To counter the plan, community bankers and their customers should weigh in directly with their members of Congress to voice their opposition.
The proposal would require financial institutions to report to the IRS on the deposits and withdrawals of business and personal accounts. This proposal would
• Constitute a broad, unwarranted infringement on the privacy of all bank customers without grounds to suspect tax evasion.
• Be intrusive and indiscriminate.
• Undermine the goal of reducing the unbanked.
• Increase taxpayer complexity and confusion.
• Overwhelm the IRS with personal financial data and increase risk of data breach.
Specifically, the proposed fiscal 2022 budget would require banks and other financial institutions to report to the IRS on the deposits and withdrawals of all business and personal accounts with a de minimis exception for accounts with a balance of less than $600.
The American Banking Association (ABA), the Independent Community Bankers Association (ICBA) and many other consumer advocates have strongly objected to the proposal, which would be an unwarranted infringement on the privacy of bank customers and create complex new reporting burdens for all banks and especially community banks.
The new IRS bank account mining would be intrusive and indiscriminate for bank customers, would undermine the goal of bringing unbanked Americans into the banking system, could increase taxpayer complexity and confusion, would enlist community banks as agents of the IRS while imposing new reporting burdens, would expose banks to penalties for inadvertent errors, and would channel more information into the IRS than it can process. Instead of a fishing expedition that infringes on the privacy of bank customers and occupies resources that could otherwise be focused on serving local communities, the ICBA is urging the IRS to close the tax gap with data it already has.
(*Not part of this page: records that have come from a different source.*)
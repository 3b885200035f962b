use argon2::{
    Argon2, PasswordHasher,
    password_hash::{PasswordHash, PasswordVerifier, SaltString},
};
use password_hash::rand_core::OsRng;
use serde_json::Value;
use uuid::Uuid;

use crate::{
    db::DbPool,
    error::{StoreError, StoreResult, map_unique},
    mail::{Mailer, OutgoingEmail},
    models::User,
};

pub const EMAIL_MAX_LEN: usize = 150;
pub const NAME_MAX_LEN: usize = 150;

/// Input for the account constructors. Flags left as `None` take the
/// constructor's defaults; an explicit value is an override.
#[derive(Debug, Clone)]
pub struct NewUser {
    pub email: String,
    pub name: String,
    pub password: String,
    pub is_staff: Option<bool>,
    pub is_superuser: Option<bool>,
}

impl NewUser {
    pub fn new(
        email: impl Into<String>,
        name: impl Into<String>,
        password: impl Into<String>,
    ) -> Self {
        Self {
            email: email.into(),
            name: name.into(),
            password: password.into(),
            is_staff: None,
            is_superuser: None,
        }
    }
}

/// Create a regular account: `is_staff` and `is_superuser` default to false
/// unless explicitly overridden.
pub async fn create_user(pool: &DbPool, new: NewUser) -> StoreResult<User> {
    let is_staff = new.is_staff.unwrap_or(false);
    let is_superuser = new.is_superuser.unwrap_or(false);
    insert_user(pool, new, is_staff, is_superuser).await
}

/// Create a superuser: both flags default to true, and an explicit false
/// override for either is rejected rather than silently corrected.
pub async fn create_superuser(pool: &DbPool, new: NewUser) -> StoreResult<User> {
    if new.is_staff == Some(false) {
        return Err(StoreError::Validation(
            "Superuser must have is_staff=true".to_string(),
        ));
    }
    if new.is_superuser == Some(false) {
        return Err(StoreError::Validation(
            "Superuser must have is_superuser=true".to_string(),
        ));
    }
    insert_user(pool, new, true, true).await
}

/// Shared constructor step: validate, hash the password, persist.
async fn insert_user(
    pool: &DbPool,
    new: NewUser,
    is_staff: bool,
    is_superuser: bool,
) -> StoreResult<User> {
    if new.email.is_empty() {
        return Err(StoreError::Validation(
            "The given email must be set".to_string(),
        ));
    }
    if new.email.chars().count() > EMAIL_MAX_LEN {
        return Err(StoreError::Validation(format!(
            "email must be at most {EMAIL_MAX_LEN} characters"
        )));
    }
    if new.name.is_empty() {
        return Err(StoreError::Validation("name must be set".to_string()));
    }
    if new.name.chars().count() > NAME_MAX_LEN {
        return Err(StoreError::Validation(format!(
            "name must be at most {NAME_MAX_LEN} characters"
        )));
    }

    let password_hash = hash_password(&new.password)?;

    let user: User = sqlx::query_as(
        r#"
        INSERT INTO users (id, email, name, password_hash, is_staff, is_superuser)
        VALUES ($1, $2, $3, $4, $5, $6)
        RETURNING *
        "#,
    )
    .bind(Uuid::new_v4())
    .bind(&new.email)
    .bind(&new.name)
    .bind(password_hash)
    .bind(is_staff)
    .bind(is_superuser)
    .fetch_one(pool)
    .await
    .map_err(|e| map_unique(e, "Email is already taken"))?;

    tracing::debug!(user_id = %user.id, is_staff, is_superuser, "user created");
    Ok(user)
}

pub fn hash_password(password: &str) -> StoreResult<String> {
    let salt = SaltString::generate(&mut OsRng);
    let argon2 = Argon2::default();
    let hash = argon2
        .hash_password(password.as_bytes(), &salt)
        .map_err(|e| StoreError::Internal(anyhow::anyhow!(e.to_string())))?
        .to_string();
    Ok(hash)
}

pub fn verify_password(user: &User, password: &str) -> StoreResult<bool> {
    let parsed_hash = PasswordHash::new(&user.password_hash)
        .map_err(|_| StoreError::Internal(anyhow::anyhow!("Invalid password hash")))?;
    Ok(Argon2::default()
        .verify_password(password.as_bytes(), &parsed_hash)
        .is_ok())
}

pub async fn get_user(pool: &DbPool, id: Uuid) -> StoreResult<User> {
    sqlx::query_as("SELECT * FROM users WHERE id = $1")
        .bind(id)
        .fetch_optional(pool)
        .await?
        .ok_or(StoreError::NotFound)
}

pub async fn get_user_by_email(pool: &DbPool, email: &str) -> StoreResult<User> {
    sqlx::query_as("SELECT * FROM users WHERE email = $1")
        .bind(email)
        .fetch_optional(pool)
        .await?
        .ok_or(StoreError::NotFound)
}

/// Soft-disable (or re-enable) an account instead of deleting the row.
pub async fn set_active(pool: &DbPool, id: Uuid, is_active: bool) -> StoreResult<User> {
    let user: Option<User> =
        sqlx::query_as("UPDATE users SET is_active = $2 WHERE id = $1 RETURNING *")
            .bind(id)
            .bind(is_active)
            .fetch_optional(pool)
            .await?;

    let user = user.ok_or(StoreError::NotFound)?;
    tracing::debug!(user_id = %user.id, is_active, "user active flag updated");
    Ok(user)
}

/// Send an email to this user through the transport collaborator. Transport
/// failures propagate to the caller untranslated.
pub async fn email_user<M: Mailer>(
    mailer: &M,
    user: &User,
    subject: &str,
    message: &str,
    from_email: Option<&str>,
    options: Option<Value>,
) -> anyhow::Result<()> {
    mailer
        .send(OutgoingEmail {
            subject: subject.to_string(),
            body: message.to_string(),
            from: from_email.map(str::to_string),
            to: vec![user.email.clone()],
            options,
        })
        .await
}
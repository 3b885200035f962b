use catalog_store::{config::AppConfig, db};
use tracing_subscriber::{layer::SubscriberExt, util::SubscriberInitExt};

#[tokio::main]
async fn main() -> anyhow::Result<()> {
    dotenvy::dotenv().ok();
    tracing_subscriber::registry()
        .with(
            tracing_subscriber::EnvFilter::try_from_default_env()
                .unwrap_or_else(|_| "info".into()),
        )
        .with(tracing_subscriber::fmt::layer())
        .init();

    let config = AppConfig::from_env()?;
    let pool = db::create_pool(&config.database_url).await?;
    db::run_migrations(&pool).await?;
    tracing::info!("migrations applied");
    Ok(())
}
use anyhow::Result;
use sqlx::postgres::PgPoolOptions;

pub type DbPool = sqlx::PgPool;

/// Create a Postgres connection pool.
pub async fn create_pool(database_url: &str) -> Result<DbPool> {
    let pool = PgPoolOptions::new()
        .max_connections(10)
        .connect(database_url)
        .await?;
    Ok(pool)
}

/// Apply the embedded migrations in `migrations/`.
pub async fn run_migrations(pool: &DbPool) -> Result<()> {
    sqlx::migrate!("./migrations").run(pool).await?;
    Ok(())
}
use catalog_store::{
    config::AppConfig,
    db,
    error::StoreError,
    store::{
        accounts::{self, NewUser},
        products::{self, NewProduct, thumbnail_path},
    },
};
use tracing_subscriber::{layer::SubscriberExt, util::SubscriberInitExt};

#[tokio::main]
async fn main() -> anyhow::Result<()> {
    dotenvy::dotenv().ok();
    tracing_subscriber::registry()
        .with(
            tracing_subscriber::EnvFilter::try_from_default_env()
                .unwrap_or_else(|_| "info".into()),
        )
        .with(tracing_subscriber::fmt::layer())
        .init();

    let config = AppConfig::from_env()?;
    let pool = db::create_pool(&config.database_url).await?;
    db::run_migrations(&pool).await?;

    ensure_superuser(&pool, "admin@example.com", "Admin", "admin123").await?;
    ensure_user(&pool, "user@example.com", "Sample User", "user123").await?;
    seed_products(&pool).await?;

    tracing::info!("seed completed");
    Ok(())
}

async fn ensure_superuser(
    pool: &db::DbPool,
    email: &str,
    name: &str,
    password: &str,
) -> anyhow::Result<()> {
    match accounts::create_superuser(pool, NewUser::new(email, name, password)).await {
        Ok(user) => tracing::info!(user_id = %user.id, email, "superuser created"),
        // Re-running the seed against an existing database is fine.
        Err(StoreError::Conflict(_)) => tracing::info!(email, "superuser already present"),
        Err(e) => return Err(e.into()),
    }
    Ok(())
}

async fn ensure_user(
    pool: &db::DbPool,
    email: &str,
    name: &str,
    password: &str,
) -> anyhow::Result<()> {
    match accounts::create_user(pool, NewUser::new(email, name, password)).await {
        Ok(user) => tracing::info!(user_id = %user.id, email, "user created"),
        Err(StoreError::Conflict(_)) => tracing::info!(email, "user already present"),
        Err(e) => return Err(e.into()),
    }
    Ok(())
}

async fn seed_products(pool: &db::DbPool) -> anyhow::Result<()> {
    let products = vec![
        ("Walnut Desk Organizer", "Keeps pens and cables in one place", 450_000),
        ("Ceramic Pour-Over Set", "Hand-glazed dripper and carafe", 620_000),
        ("Linen Tote Bag", "Everyday carry, machine washable", 180_000),
        ("Field Notebook 3-Pack", "Dot grid, lay-flat binding", 95_000),
    ];

    for (name, description, price) in products {
        let existing: Option<(uuid::Uuid,)> =
            sqlx::query_as("SELECT id FROM products WHERE name = $1")
                .bind(name)
                .fetch_optional(pool)
                .await?;
        if existing.is_some() {
            continue;
        }

        products::create_product(
            pool,
            NewProduct {
                thumbnail: thumbnail_path(&format!("{}.jpg", name.to_lowercase().replace(' ', "-"))),
                name: name.to_string(),
                price,
                description: description.to_string(),
            },
        )
        .await?;
    }

    tracing::info!("products seeded");
    Ok(())
}
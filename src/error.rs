use thiserror::Error;

#[derive(Debug, Error)]
pub enum StoreError {
    #[error("Not Found")]
    NotFound,

    #[error("Validation error: {0}")]
    Validation(String),

    #[error("Conflict: {0}")]
    Conflict(String),

    #[error("Database error")]
    Db(#[from] sqlx::Error),

    #[error("Internal error")]
    Internal(#[from] anyhow::Error),
}

pub type StoreResult<T> = Result<T, StoreError>;

const UNIQUE_VIOLATION: &str = "23505";

/// Map a Postgres unique-constraint violation to `Conflict`; everything else
/// stays a database error.
pub(crate) fn map_unique(err: sqlx::Error, message: &str) -> StoreError {
    if let sqlx::Error::Database(db_err) = &err {
        if db_err.code().as_deref() == Some(UNIQUE_VIOLATION) {
            return StoreError::Conflict(message.to_string());
        }
    }
    StoreError::Db(err)
}
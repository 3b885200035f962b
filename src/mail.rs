use serde_json::Value;

/// A message handed to the mail-transport collaborator. Delivery itself is
/// outside this crate; implementors decide what `options` means to them.
#[derive(Debug, Clone)]
pub struct OutgoingEmail {
    pub subject: String,
    pub body: String,
    /// `None` lets the transport fall back to its configured sender.
    pub from: Option<String>,
    pub to: Vec<String>,
    pub options: Option<Value>,
}

pub trait Mailer {
    fn send(
        &self,
        mail: OutgoingEmail,
    ) -> impl Future<Output = anyhow::Result<()>> + Send;
}

/// Transport that only logs the message. Useful in development and as the
/// default when no real delivery backend is wired up.
#[derive(Debug, Clone, Default)]
pub struct LogMailer;

impl Mailer for LogMailer {
    async fn send(&self, mail: OutgoingEmail) -> anyhow::Result<()> {
        tracing::info!(
            to = ?mail.to,
            from = ?mail.from,
            subject = %mail.subject,
            "outgoing email (log transport)"
        );
        Ok(())
    }
}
According to an ICBA poll conducted by Morning Consult, Two-thirds of voters (67 percent) oppose this proposal. Opposition to this IRS proposal is bipartisan and strenuous, with more than half of voters (53 percent) strongly opposed and only 22 percent supportive.
“We encourage all of our customers to contact their Senators and Representatives to let them know that they don’t want this proposal included in any proposed legislation,” said Dianna Lee, Marketing & Public Relations Officer for Troy Bank & Trust. “There are already reporting regulations in place, not to mention what an invasion of privacy this is. If this legislation passes, we will be forced to report every transaction coming into an account or going out of an account, personal or commercial, if that account has a balance of over $600.”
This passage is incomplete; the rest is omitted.